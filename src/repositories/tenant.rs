//! # Tenant Repository
//!
//! This module contains the repository implementation for Tenant entities.

use crate::error::RepositoryError;
use crate::models::tenant::{
    ActiveModel as TenantActiveModel, Column, Entity as Tenant, Model as TenantModel, TenantPlan,
};
use chrono::{DateTime, Utc};
use sea_orm::{
    ActiveModelTrait, ColumnTrait, ConnectionTrait, EntityTrait, PaginatorTrait, QueryFilter, Set,
};
use uuid::Uuid;

/// Request data for creating a new tenant
#[derive(Debug, Clone)]
pub struct CreateTenantRequest {
    /// Display name for the tenant
    pub name: String,
    /// Unique slug derived from the name
    pub slug: String,
    pub plan: TenantPlan,
    pub trial_ends_at: Option<DateTime<Utc>>,
}

/// Repository for Tenant database operations
pub struct TenantRepository<'a, C> {
    db: &'a C,
}

impl<'a, C: ConnectionTrait> TenantRepository<'a, C> {
    /// Create a new TenantRepository with the given database connection or transaction
    pub fn new(db: &'a C) -> Self {
        Self { db }
    }

    /// Create a new tenant
    pub async fn create_tenant(
        &self,
        request: CreateTenantRequest,
    ) -> Result<TenantModel, RepositoryError> {
        self.validate_tenant_name(&request.name)?;

        let tenant = TenantActiveModel {
            id: Set(Uuid::new_v4()),
            name: Set(request.name),
            slug: Set(request.slug),
            plan: Set(request.plan),
            trial_ends_at: Set(request.trial_ends_at.map(Into::into)),
            is_active: Set(true),
            created_at: Set(Utc::now().into()),
        };

        tenant
            .insert(self.db)
            .await
            .map_err(RepositoryError::database_error)
    }

    /// Get tenant by ID
    pub async fn get_tenant_by_id(
        &self,
        tenant_id: Uuid,
    ) -> Result<Option<TenantModel>, RepositoryError> {
        Tenant::find_by_id(tenant_id)
            .one(self.db)
            .await
            .map_err(RepositoryError::database_error)
    }

    /// Check whether a slug is already taken
    pub async fn slug_exists(&self, slug: &str) -> Result<bool, RepositoryError> {
        let count = Tenant::find()
            .filter(Column::Slug.eq(slug))
            .count(self.db)
            .await
            .map_err(RepositoryError::database_error)?;

        Ok(count > 0)
    }

    /// Mark a tenant active or inactive
    pub async fn set_active(
        &self,
        tenant_id: Uuid,
        is_active: bool,
    ) -> Result<TenantModel, RepositoryError> {
        let tenant = self
            .get_tenant_by_id(tenant_id)
            .await?
            .ok_or_else(|| RepositoryError::NotFound("Tenant not found".to_string()))?;

        let mut active: TenantActiveModel = tenant.into();
        active.is_active = Set(is_active);

        active
            .update(self.db)
            .await
            .map_err(RepositoryError::database_error)
    }

    /// Change plan and trial end for a tenant
    pub async fn update_plan(
        &self,
        tenant_id: Uuid,
        plan: TenantPlan,
        trial_ends_at: Option<DateTime<Utc>>,
    ) -> Result<TenantModel, RepositoryError> {
        let tenant = self
            .get_tenant_by_id(tenant_id)
            .await?
            .ok_or_else(|| RepositoryError::NotFound("Tenant not found".to_string()))?;

        let mut active: TenantActiveModel = tenant.into();
        active.plan = Set(plan);
        active.trial_ends_at = Set(trial_ends_at.map(Into::into));

        active
            .update(self.db)
            .await
            .map_err(RepositoryError::database_error)
    }

    fn validate_tenant_name(&self, name: &str) -> Result<(), RepositoryError> {
        if name.trim().is_empty() {
            return Err(RepositoryError::validation_error(
                "Tenant name cannot be empty",
            ));
        }

        if name.chars().count() > 200 {
            return Err(RepositoryError::validation_error(
                "Tenant name cannot exceed 200 characters",
            ));
        }

        Ok(())
    }
}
------------------------------------------------------------
• _Task prompt_
Return exactly, please, the lines of the material from the first one down to and including the line where "for the tenant" appears.

• _The completed task_
filename src/repositories/tenant.rs
//! # Tenant Repository
//!
//! This module contains the repository implementation for Tenant entities.

use crate::error::RepositoryError;
use crate::models::tenant::{
    ActiveModel as TenantActiveModel, Column, Entity as Tenant, Model as TenantModel, TenantPlan,
};
use chrono::{DateTime, Utc};
use sea_orm::{
    ActiveModelTrait, ColumnTrait, ConnectionTrait, EntityTrait, PaginatorTrait, QueryFilter, Set,
};
use uuid::Uuid;

/// Request data for creating a new tenant
#[derive(Debug, Clone)]
pub struct CreateTenantRequest {
    /// Display name for the tenant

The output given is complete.